▶ [Assignment] From the line containing "Avg, Max_Hold, Min_Hold)" down to the line containing "let cli = Cli::parse();" in the records below, reproduce every line exactly, ends included, and omit all others.

Data entries:
%%

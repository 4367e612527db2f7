//! Spectrum Observatory capture inspector
//!
//! # Usage Examples
//!
//! ## PSD scan summary, every block to CSV, block 3 to MAT
//! ```bash
//! specobs psd scan.bin -d 0 -m 3
//! ```
//!
//! ## Raw IQ file to a GNU Radio cfile
//! ```bash
//! specobs iq iq.bin -g 0
//! ```
//!
//! ## Aggregate window with all three series
//! ```bash
//! specobs range scan.bin --start 100 --end 100.5 --min --csv window.csv
//! ```

use std::fs::File;
use std::io::{BufWriter, stdout};
use std::path::{Path, PathBuf};
use std::sync::Arc;
use std::sync::atomic::{AtomicBool, Ordering};

use anyhow::Context;
use clap::{ArgAction, Args, Parser, Subcommand};
use tracing::{info, warn};

use specobs::export::csv::CsvWriter;
use specobs::export::mat::write_slice_mat;
use specobs::report::{self, IqReport, PsdReport};
use specobs::{
    IqExporter, PsdExporter, RangeRequest, Selector, SeriesSelection, aggregate_psd, capture,
    summarize_iq,
};

#[derive(Parser, Debug)]
#[command(
    author,
    version,
    about = "Decode, aggregate and export Spectrum Observatory captures",
    long_about = None
)]
struct Cli {
    /// Verbosity level (-v=info, -vv=debug, -vvv=trace)
    #[arg(short, long, action = ArgAction::Count, global = true)]
    verbose: u8,

    #[command(subcommand)]
    command: Command,
}

#[derive(Subcommand, Debug)]
enum Command {
    /// Summarize a PSD scan file and export selected blocks
    Psd {
        /// Scan file (compressed or not)
        path: PathBuf,

        #[command(flatten)]
        exports: BlockExports,

        /// Print the summary as JSON
        #[arg(long, default_value_t = false)]
        json: bool,
    },
    /// Summarize a raw IQ file and export selected snapshots
    Iq {
        /// Raw IQ file (compressed or not)
        path: PathBuf,

        #[command(flatten)]
        exports: BlockExports,

        /// cfile export: 0 = every block, N = block N, negative or no value = off
        #[arg(
        short = 'g',
        long = "cfile",
        num_args = 0..=1,
        default_missing_value = "-1",
        allow_negative_numbers = true
    )]
        cfile: Option<i64>,

        /// Print the summary as JSON
        #[arg(long, default_value_t = false)]
        json: bool,
    },
    /// Aggregate a PSD scan file and cut a frequency window out of it
    Range(RangeArgs),
}

#[derive(Args, Debug)]
struct BlockExports {
    /// CSV export: 0 = every block, N = block N, negative or no value = off
    #[arg(
        short = 'd',
        long = "csv",
        num_args = 0..=1,
        default_missing_value = "-1",
        allow_negative_numbers = true
    )]
    csv: Option<i64>,

    /// MAT export: 0 = every block, N = block N, negative or no value = off
    #[arg(
        short = 'm',
        long = "mat",
        num_args = 0..=1,
        default_missing_value = "-1",
        allow_negative_numbers = true
    )]
    mat: Option<i64>,
}

#[derive(Args, Debug)]
struct RangeArgs {
    /// Scan file (compressed or not)
    path: PathBuf,

    /// Window start in MHz
    #[arg(long)]
    start: f64,

    /// Window end in MHz
    #[arg(long)]
    end: f64,

    /// Lower bound of the magnitude window in dB
    #[arg(long, default_value_t = -140.0, allow_hyphen_values = true)]
    y_min: f64,

    /// Upper bound of the magnitude window in dB
    #[arg(long, default_value_t = 0.0, allow_hyphen_values = true)]
    y_max: f64,

    /// Include the min-hold series
    #[arg(long, default_value_t = false)]
    min: bool,

    /// Leave out the average series
    #[arg(long, default_value_t = false)]
    no_avg: bool,

    /// Leave out the max-hold series
    #[arg(long, default_value_t = false)]
    no_max: bool,

    /// Write the window as CSV to this file
    #[arg(long)]
    csv: Option<PathBuf>,

    /// Write the window as a MAT file (Freq, Avg, Max_Hold, Min_Hold)
    #[arg(long)]
    mat: Option<PathBuf>,
}

#[tokio::main]
async fn main() -> anyhow::Result<()> {
    let cli = Cli::parse();

    // 0 = WARN (quiet), 1 = INFO, 2 = DEBUG, 3+ = TRACE
    let log_level = match cli.verbose {
        0 => tracing::Level::WARN,
        1 => tracing::Level::INFO,
        2 => tracing::Level::DEBUG,
        _ => tracing::Level::TRACE,
    };

    let _ = tracing_subscriber::fmt()
        .with_max_level(log_level)
        .with_writer(std::io::stderr)
        .try_init();

    let cancel = cancel_on_ctrl_c();

    match cli.command {
        Command::Psd { path, exports, json } => run_psd(path, exports, json, cancel).await,
        Command::Iq {
            path,
            exports,
            cfile,
            json,
        } => run_iq(path, exports, cfile, json, cancel).await,
        Command::Range(args) => run_range(args, cancel).await,
    }
}

/// Flag raised on Ctrl-C, polled by the traversal between blocks
fn cancel_on_ctrl_c() -> Arc<AtomicBool> {
    let flag = Arc::new(AtomicBool::new(false));
    let raised = Arc::clone(&flag);
    tokio::spawn(async move {
        if tokio::signal::ctrl_c().await.is_ok() {
            warn!("interrupted, stopping before the next block");
            raised.store(true, Ordering::Relaxed);
        }
    });
    flag
}

async fn run_psd(
    path: PathBuf,
    exports: BlockExports,
    json: bool,
    cancel: Arc<AtomicBool>,
) -> anyhow::Result<()> {
    let path = capture::expanduser(path);
    let file = specobs::read_scan_file_async(&path)
        .await
        .with_context(|| format!("failed to load PSD scan file {}", path.display()))?;

    let input = path.clone();
    let (state, outputs, file) = tokio::task::spawn_blocking(move || -> specobs::Result<_> {
        let mut exporter = PsdExporter::open(
            &input,
            Selector::from_arg(exports.csv),
            Selector::from_arg(exports.mat),
        )?;
        let state = aggregate_psd(&file, Some(cancel.as_ref()), |index, block, decoded| {
            if !json {
                println!("{}", report::psd_block_line(index, block));
            }
            exporter.on_block(index, block, decoded)
        })?;
        Ok((state, exporter.finish()?, file))
    })
    .await?
    .with_context(|| format!("failed to aggregate {}", path.display()))?;

    let report = PsdReport::new(&path, file.config.as_ref(), &state, outputs);
    if json {
        println!("{}", serde_json::to_string_pretty(&report)?);
    } else {
        print!("{}", report.render_text());
    }
    Ok(())
}

async fn run_iq(
    path: PathBuf,
    exports: BlockExports,
    cfile: Option<i64>,
    json: bool,
    cancel: Arc<AtomicBool>,
) -> anyhow::Result<()> {
    let path = capture::expanduser(path);
    let file = specobs::read_raw_iq_file_async(&path)
        .await
        .with_context(|| format!("failed to load raw IQ file {}", path.display()))?;

    let input = path.clone();
    let (summary, outputs, file) = tokio::task::spawn_blocking(move || -> specobs::Result<_> {
        let mut exporter = IqExporter::open(
            &input,
            Selector::from_arg(exports.csv),
            Selector::from_arg(exports.mat),
            Selector::from_arg(cfile),
        )?;
        let summary = summarize_iq(&file, Some(cancel.as_ref()), |index, block| {
            if !json {
                println!("{}", report::iq_block_line(index, block));
            }
            exporter.on_block(index, block)
        })?;
        Ok((summary, exporter.finish()?, file))
    })
    .await?
    .with_context(|| format!("failed to read snapshots of {}", path.display()))?;

    let report = IqReport::new(&path, file.config.as_ref(), &summary, outputs);
    if json {
        println!("{}", serde_json::to_string_pretty(&report)?);
    } else {
        print!("{}", report.render_text());
    }
    Ok(())
}

async fn run_range(args: RangeArgs, cancel: Arc<AtomicBool>) -> anyhow::Result<()> {
    let path = capture::expanduser(args.path.clone());
    let file = specobs::read_scan_file_async(&path)
        .await
        .with_context(|| format!("failed to load PSD scan file {}", path.display()))?;

    let state = tokio::task::spawn_blocking(move || {
        aggregate_psd(&file, Some(cancel.as_ref()), |_, _, _| Ok(()))
    })
    .await?
    .with_context(|| format!("failed to aggregate {}", path.display()))?;

    let request = RangeRequest {
        start_mhz: args.start,
        end_mhz: args.end,
        y_min: args.y_min,
        y_max: args.y_max,
        series: SeriesSelection {
            min: args.min,
            avg: !args.no_avg,
            max: !args.no_max,
        },
    };
    let axis = state.axis();
    let slice = request.apply(&state).with_context(|| {
        format!(
            "window {}-{} MHz rejected (axis {}-{} MHz)",
            args.start, args.end, axis.start_mhz, axis.end_mhz
        )
    })?;
    info!(bins = slice.len(), "sliced aggregate");

    let outside = slice.count_outside(request.y_min, request.y_max, request.series);
    if outside > 0 {
        warn!(
            outside,
            y_min = request.y_min,
            y_max = request.y_max,
            "values fall outside the magnitude window"
        );
    }

    if let Some(out) = &args.csv {
        let mut csv = CsvWriter::new(create(out)?);
        csv.write_slice(&slice, request.series)?;
        csv.flush()?;
        println!("Wrote {}", out.display());
    }
    if let Some(out) = &args.mat {
        write_slice_mat(create(out)?, &slice)?;
        println!("Wrote {}", out.display());
    }
    if args.csv.is_none() && args.mat.is_none() {
        let mut csv = CsvWriter::new(stdout().lock());
        csv.write_slice(&slice, request.series)?;
        csv.flush()?;
    }
    Ok(())
}

fn create(path: &Path) -> anyhow::Result<BufWriter<File>> {
    let file = File::create(path).with_context(|| format!("failed to create {}", path.display()))?;
    Ok(BufWriter::new(file))
}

%%

▶ [Response area]
    /// Write the window as a MAT file (Freq, Avg, Max_Hold, Min_Hold)
    #[arg(long)]
    mat: Option<PathBuf>,
}

#[tokio::main]
async fn main() -> anyhow::Result<()> {
    let cli = Cli::parse();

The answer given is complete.